And then the other side of this liaison the Cajun has with water: hurricanes. WATER!
The Cajun just deals with it. He takes a boat to his front door, or pumps out the front
yard. The water always rises fast.
Chance and the contest. Why do so many Cajun's love to gamble? Certainly it is a
way to circumvent one's daily lot, whether in terms of excitement, or of fortune. Even if 2
men have only a few cents, they can stand on the bank of the bayou and bet whether one
muskrat will beat another across the water. One man ends up with the money. But the
Cajun is unlike any other gambler. No doubt the religious differences between the hill
people and the Cajuns account for some of the attitudes.
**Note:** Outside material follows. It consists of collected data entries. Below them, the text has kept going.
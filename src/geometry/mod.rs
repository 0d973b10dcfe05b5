/// Mip level and tile rectangle selection.
pub mod mip;
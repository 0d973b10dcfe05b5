use crate::foundation::core::RectI;
use crate::foundation::error::{ViewerError, ViewerResult};
use crate::geometry::mip::tile_size;
use crate::render::pixel::{CenteredPhase, FixedPhase, JitteredPhase, PhaseStrategy};
use crate::viewer::state::RenderArgs;
use std::fs::File;
use std::io::BufReader;
use std::path::Path;
use std::sync::Arc;

/// Seed of the default jittered decimation phase.
pub const DEFAULT_PHASE_SEED: u64 = 0x9e37_79b9_7f4a_7c15;

/// Where the 8-bit decimation walk starts on each row.
#[derive(Clone, Copy, Debug, PartialEq, Eq, serde::Serialize, serde::Deserialize)]
#[serde(tag = "mode", rename_all = "snake_case")]
pub enum PhaseMode {
    /// Seeded pseudo-random column per row.
    Jittered { seed: u64 },
    /// Same column on every row.
    Fixed { column: usize },
    /// Middle column on every row.
    Centered,
}

impl Default for PhaseMode {
    fn default() -> Self {
        Self::Jittered {
            seed: DEFAULT_PHASE_SEED,
        }
    }
}

impl PhaseMode {
    pub fn strategy(self) -> Arc<dyn PhaseStrategy> {
        match self {
            Self::Jittered { seed } => Arc::new(JitteredPhase { seed }),
            Self::Fixed { column } => Arc::new(FixedPhase { column }),
            Self::Centered => Arc::new(CenteredPhase),
        }
    }
}

/// Options controlling a [`crate::ViewerInstance`].
#[derive(Clone, Debug, PartialEq, serde::Serialize, serde::Deserialize)]
#[serde(default, deny_unknown_fields)]
pub struct ViewerOpts {
    /// Tile edge is `2^tile_size_pow2` pixels.
    pub tile_size_pow2: u32,
    /// Override the number of conversion worker threads. `None` uses hardware concurrency.
    pub threads: Option<usize>,
    pub phase: PhaseMode,
    /// Project default format: clips infinite regions and serves as the display window.
    pub project_format: RectI,
    /// When `false` the display window is the input's region of definition.
    pub clip_to_project_window: bool,
    /// Number of project views; `0` forces view index 0.
    pub views_count: u32,
    /// Initial exposure, color space and channels.
    pub initial: RenderArgs,
}

impl Default for ViewerOpts {
    fn default() -> Self {
        Self {
            tile_size_pow2: 8,
            threads: None,
            phase: PhaseMode::default(),
            project_format: RectI::from_size(1920, 1080),
            clip_to_project_window: true,
            views_count: 1,
            initial: RenderArgs::default(),
        }
    }
}

impl ViewerOpts {
    /// Parse options from a JSON reader.
    pub fn from_reader<R: std::io::Read>(r: R) -> ViewerResult<Self> {
        let opts: Self = serde_json::from_reader(r)
            .map_err(|e| ViewerError::config(format!("parse viewer options JSON: {e}")))?;
        opts.validate()?;
        Ok(opts)
    }

    /// Parse options from a JSON string.
    pub fn from_json_str(s: &str) -> ViewerResult<Self> {
        Self::from_reader(s.as_bytes())
    }

    /// Parse options from a JSON file on disk.
    pub fn from_path(path: impl AsRef<Path>) -> ViewerResult<Self> {
        let path = path.as_ref();
        let f = File::open(path).map_err(|e| {
            ViewerError::config(format!("open viewer options '{}': {e}", path.display()))
        })?;
        Self::from_reader(BufReader::new(f))
    }

    pub fn validate(&self) -> ViewerResult<()> {
        tile_size(self.tile_size_pow2)?;
        if let Some(n) = self.threads
            && n == 0
        {
            return Err(ViewerError::validation(
                "viewer 'threads' must be >= 1 when set",
            ));
        }
        if self.project_format.is_empty() || self.project_format.is_infinite() {
            return Err(ViewerError::validation(
                "viewer 'project_format' must be finite and non-empty",
            ));
        }
        let e = self.initial.exposure;
        if !e.is_finite() {
            return Err(ViewerError::validation(format!(
                "viewer initial exposure must be finite, got {e}"
            )));
        }
        Ok(())
    }
}

#[cfg(test)]
#[path = "../../tests/unit/viewer/config.rs"]
mod tests;
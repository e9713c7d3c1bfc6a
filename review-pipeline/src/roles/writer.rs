//! Writer role: produces and revises versioned drafts.
//!
//! The writer is the only role allowed to mutate the analysis, and it never
//! edits in place — every call yields a new `Draft` with `version =
//! previous + 1`. A generation or schema failure here is unrecoverable for
//! the drafting stage.

use std::sync::Arc;
use std::time::Instant;

use chrono::Utc;
use serde::Deserialize;
use tracing::debug;

use hybrid_search::SearchContext;
use llm_service::TextGenerator;

use crate::errors::PipelineResult;
use crate::models::{AnalysisType, ConsolidatedFeedback, Draft, KeyClause, SourceDocument};
use crate::prompts;
use crate::roles::json::parse_structured;

const SYSTEM: &str =
    "You are the drafting specialist of a legal document analysis team. Answer with strict JSON only.";

/// Strict JSON shape expected from the writer model.
#[derive(Debug, Deserialize)]
struct WriterOutput {
    summary: String,
    #[serde(default)]
    key_clauses: Vec<RawClause>,
    assessment: String,
    #[serde(default)]
    risks: Vec<String>,
    #[serde(default)]
    citations: Vec<String>,
}

#[derive(Debug, Deserialize)]
struct RawClause {
    clause_id: u32,
    title: String,
    #[serde(default)]
    text: String,
    #[serde(default)]
    assessment: String,
}

/// Draft-producing role bound to a generation handle.
#[derive(Clone)]
pub struct Writer {
    generator: Arc<dyn TextGenerator>,
}

impl Writer {
    pub fn new(generator: Arc<dyn TextGenerator>) -> Self {
        Self { generator }
    }

    /// First-pass draft from the document and retrieved context.
    pub async fn draft(
        &self,
        document: &SourceDocument,
        context: &SearchContext,
        analysis_type: AnalysisType,
    ) -> PipelineResult<Draft> {
        let prompt = prompts::build_draft_prompt(document, context, analysis_type);
        self.generate_draft(&prompt, 1).await
    }

    /// Revision: previous draft plus arbitrated instructions.
    pub async fn revise(
        &self,
        previous: &Draft,
        feedback: &ConsolidatedFeedback,
        context: &SearchContext,
    ) -> PipelineResult<Draft> {
        let prompt = prompts::build_revision_prompt(previous, feedback, context);
        self.generate_draft(&prompt, previous.version + 1).await
    }

    async fn generate_draft(&self, prompt: &str, version: u32) -> PipelineResult<Draft> {
        let started = Instant::now();
        let raw = self.generator.generate(prompt, Some(SYSTEM)).await?;
        let out: WriterOutput = parse_structured("writer", &raw)?;

        debug!(
            target: "review_pipeline::writer",
            version,
            clauses = out.key_clauses.len(),
            risks = out.risks.len(),
            duration_ms = started.elapsed().as_millis() as u64,
            "draft generated"
        );

        Ok(Draft {
            version,
            summary: out.summary,
            assessment: out.assessment,
            key_clauses: out
                .key_clauses
                .into_iter()
                .map(|c| KeyClause {
                    clause_id: c.clause_id,
                    title: c.title,
                    text: c.text,
                    assessment: c.assessment,
                })
                .collect(),
            risk_indicators: out.risks,
            cited_chunks: out.citations,
            created_at: Utc::now(),
        })
    }
}
//! Hybrid retrieval for legal-document analysis.
//!
//! Complete retrieval flow for one query:
//! 1. Keyword (BM25) and semantic (vector) retrieval run **concurrently**,
//!    each capped at `retrieval_k`.
//! 2. Reciprocal-rank fusion merges the two ranked lists into one total
//!    order (top `fusion_k`).
//! 3. A reranker pass reorders the fused candidates under a bounded timeout
//!    (top `rerank_k`).
//!
//! Degradation is first-class, never an error:
//! - One retrieval path fails → fusion proceeds over the surviving list.
//! - The reranker times out or fails → fusion order is returned truncated.
//! - Only a simultaneous failure of **both** retrieval paths is fatal.
//!
//! The keyword index is built once per corpus and is read-only at query
//! time; concurrent reads need no locking. Semantic search and reranking are
//! external collaborators behind thin trait seams so tests can drive the
//! engine without a network.

pub mod chunk;
pub mod engine;
pub mod errors;
pub mod fusion;
pub mod keyword;
pub mod models;
pub mod rerank;
pub mod semantic;

pub use engine::{HybridSearchConfig, HybridSearchEngine};
pub use errors::{SearchError, SearchResult};
pub use models::{
    Chunk, FusedEntry, RankedEntry, RerankedEntry, RetrievalMethod, SearchContext, SearchHit,
    SearchStatistics,
};
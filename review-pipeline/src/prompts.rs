//! Prompt builders for the writer, reviewer, and arbitrator roles.
//!
//! Keep prompts compact; every role is told to answer with a single strict
//! JSON object so the output can be parsed without scraping.

use hybrid_search::SearchContext;

use crate::models::{AnalysisType, ConsolidatedFeedback, Draft, ReviewIssue, SourceDocument};
use crate::roles::reviewer::ReviewerProfile;

/// Upper bound on document text embedded into a prompt.
const DOC_EXCERPT_CHARS: usize = 3000;

/// First-pass draft prompt: document + retrieved context.
pub fn build_draft_prompt(
    document: &SourceDocument,
    context: &SearchContext,
    analysis_type: AnalysisType,
) -> String {
    let mut s = String::new();
    s.push_str("# Draft analysis task\n");
    s.push_str("You draft the initial analysis of a legal document for a review team.\n");
    s.push_str("Stay objective; flag uncertainty instead of guessing; do not make final judgements.\n");
    s.push_str(&format!(
        "\n## Document\n- id: {}\n- title: {}\n- analysis type: {}\n",
        document.id,
        document.title,
        analysis_type.as_str()
    ));
    s.push_str("\n## Document text\n");
    s.push_str(&excerpt(&document.text, DOC_EXCERPT_CHARS));
    s.push_str("\n\n## Retrieved sources\n");
    s.push_str(&context.to_prompt_block());
    s.push_str(
        "\n\n## Output\nRespond with a single JSON object:\n\
         {\"summary\": str, \"key_clauses\": [{\"clause_id\": int, \"title\": str, \"text\": str, \"assessment\": str}], \
         \"assessment\": str, \"risks\": [str], \"citations\": [source ids you actually used]}\n",
    );
    s
}

/// Revision prompt: previous draft + consolidated instructions.
pub fn build_revision_prompt(
    previous: &Draft,
    feedback: &ConsolidatedFeedback,
    context: &SearchContext,
) -> String {
    let mut s = String::new();
    s.push_str("# Revision task\n");
    s.push_str("Revise the draft below according to the arbitrated instructions. Keep what was right.\n");
    s.push_str(&format!("\n## Previous draft (v{})\n", previous.version));
    s.push_str(&format!("Summary: {}\n", previous.summary));
    s.push_str(&format!("Assessment: {}\n", previous.assessment));
    for clause in &previous.key_clauses {
        s.push_str(&format!(
            "- clause {}: {} — {}\n",
            clause.clause_id, clause.title, clause.assessment
        ));
    }
    s.push_str("\n## Revision instructions\n");
    s.push_str(&feedback.revision_instructions);
    if !feedback.priority_actions.is_empty() {
        s.push_str("\n\n## Priority actions\n");
        for action in &feedback.priority_actions {
            s.push_str(&format!("- {action}\n"));
        }
    }
    s.push_str("\n## Retrieved sources\n");
    s.push_str(&context.to_prompt_block());
    s.push_str(
        "\n\n## Output\nRespond with a single JSON object:\n\
         {\"summary\": str, \"key_clauses\": [{\"clause_id\": int, \"title\": str, \"text\": str, \"assessment\": str}], \
         \"assessment\": str, \"risks\": [str], \"citations\": [source ids you actually used]}\n",
    );
    s
}

/// Specialized review prompt for one reviewer kind.
pub fn build_review_prompt(
    profile: &ReviewerProfile,
    draft: &Draft,
    document: &SourceDocument,
    context: &SearchContext,
) -> String {
    let mut s = String::new();
    s.push_str(&format!("# Review task ({})\n", profile.kind.as_str()));
    s.push_str(profile.role);
    s.push('\n');
    for line in profile.instructions {
        s.push_str("- ");
        s.push_str(line);
        s.push('\n');
    }
    s.push_str("\nFocus areas:\n");
    for area in profile.focus {
        s.push_str("- ");
        s.push_str(area);
        s.push('\n');
    }
    s.push_str(&format!("\n## Draft under review (v{})\n", draft.version));
    s.push_str(&format!("Summary: {}\n", draft.summary));
    s.push_str(&format!("Assessment: {}\n", draft.assessment));
    for clause in &draft.key_clauses {
        s.push_str(&format!(
            "- clause {}: {} — {}\n  text: {}\n",
            clause.clause_id,
            clause.title,
            clause.assessment,
            excerpt(&clause.text, 300)
        ));
    }
    s.push_str(&format!(
        "\n## Source document: {}\n{}\n",
        document.title,
        excerpt(&document.text, DOC_EXCERPT_CHARS)
    ));
    s.push_str("\n## Retrieved sources\n");
    s.push_str(&context.to_prompt_block());
    s.push_str(
        "\n\n## Output\nRespond with a single JSON object:\n\
         {\"issues\": [{\"severity\": \"critical|high|medium|low|info\", \"title\": str, \"description\": str, \
         \"clause_id\": int?, \"excerpt\": str, \"suggested_fix\": str?, \"legal_basis\": [str]}], \
         \"overall_rating\": number 0-10, \"confidence\": number 0-1, \"summary\": str, \
         \"key_findings\": [str], \"citations\": [source ids you actually used]}\n",
    );
    s
}

/// Prompt asking the slow model to phrase revision guidance from the
/// already-prioritized issue list.
pub fn build_instructions_prompt(prioritized: &[ReviewIssue], conflicts: usize) -> String {
    let critical: Vec<&ReviewIssue> = prioritized
        .iter()
        .filter(|i| i.severity == crate::models::Severity::Critical)
        .take(5)
        .collect();
    let high: Vec<&ReviewIssue> = prioritized
        .iter()
        .filter(|i| i.severity == crate::models::Severity::High)
        .take(5)
        .collect();

    let mut s = String::new();
    s.push_str("# Revision guidance task\n");
    s.push_str("Turn the prioritized findings below into clear, actionable revision guidance for the draft writer.\n");
    s.push_str(&format!(
        "\n## Findings\n- total: {}\n- critical: {}\n- high: {}\n- conflicts resolved: {}\n",
        prioritized.len(),
        critical.len(),
        high.len(),
        conflicts
    ));
    for issue in critical.iter().chain(high.iter()) {
        s.push_str(&format!(
            "- [{}] {}: {}\n",
            issue.severity.as_str().to_uppercase(),
            issue.title,
            issue.description
        ));
    }
    s.push_str(
        "\n## Output\nWrite concise prose guidance: overall strategy, main directions, order of work. Plain text.\n",
    );
    s
}

fn excerpt(text: &str, max_chars: usize) -> String {
    if text.chars().count() <= max_chars {
        return text.to_string();
    }
    text.chars().take(max_chars).collect::<String>() + "…"
}
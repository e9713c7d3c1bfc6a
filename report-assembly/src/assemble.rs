//! Pure assembly of the three-tier report from a finished pipeline run.
//!
//! All three tiers are computed from the same underlying facts — the final
//! draft, the final pass's prioritized issues, and the retrieval context —
//! without recomputing anything twice. The report is validated before it is
//! returned; a validation failure is a hard error.

use std::collections::{BTreeMap, HashSet};

use chrono::Utc;
use tracing::debug;

use hybrid_search::{SearchContext, SearchHit};
use review_pipeline::{
    AnalysisType, Draft, PipelineRun, ReviewIssue, Severity, SourceDocument,
};

use crate::errors::{AssemblyError, AssemblyResult};
use crate::schema::{
    AnalysisReport, ClauseAnalysis, DetailedAnalysis, EvidenceSource, ExecutiveSummary,
    MAX_CRITICAL_ISSUES, MAX_KEY_RISKS, QuickRecommendation,
};

/// Severity weights for the rating aggregate.
fn severity_weight(severity: Severity) -> f64 {
    match severity {
        Severity::Critical => 3.0,
        Severity::High => 2.0,
        Severity::Medium => 1.0,
        Severity::Low => 0.5,
        Severity::Info => 0.1,
    }
}
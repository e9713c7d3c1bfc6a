//! Shared language-model service used by the analysis pipeline.
//!
//! Provides:
//! - Provider-agnostic configuration ([`config::LlmModelConfig`]).
//! - Thin non-streaming clients for Ollama and OpenAI-compatible endpoints.
//! - [`profiles::LlmProfiles`]: three logical profiles (**fast**, **slow**,
//!   **embedding**) constructed once and shared via `Arc`.
//! - Bounded retry with exponential backoff for transient failures
//!   (rate limits, 5xx, transport timeouts).
//! - The [`profiles::TextGenerator`] seam consumed by the review roles, so
//!   tests can drive them with in-memory fakes.
//!
//! No `async-trait` and no streaming; provider dispatch is enum-based and
//! every request carries an explicit timeout.

pub mod config;
pub mod error;
pub mod ollama;
pub mod openai;
pub mod profiles;

pub use config::{LlmModelConfig, LlmProvider};
pub use error::{LlmError, LlmResult};
pub use profiles::{GenFuture, LlmProfiles, ProfileHandle, ProfileTier, TextGenerator};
There is no forbidding, stern
face of a John Calvin or John Wesley hovering in the Cajun background. The very Gallic
genes may provide some answer. How else to account for such a radical difference, in
France and her neighbors? Perhaps the Gallic capacity for rolling with the fate while still
maintaining a wry detachment must be included. when the Cajun came to South Louisiana
in the 18th century he had to engage dangerous, uncertain conditions. He took a chance.
He had lost his last gamble in Nova scotia. there were no guarantees now and it was no
game. Each time he raised his traps or planted his seeds, his entire familyy was on the line.
So he played games of chance and expressed ritualistically a cavalier disdain for hazard,
somehow gaining a magical control over his fate.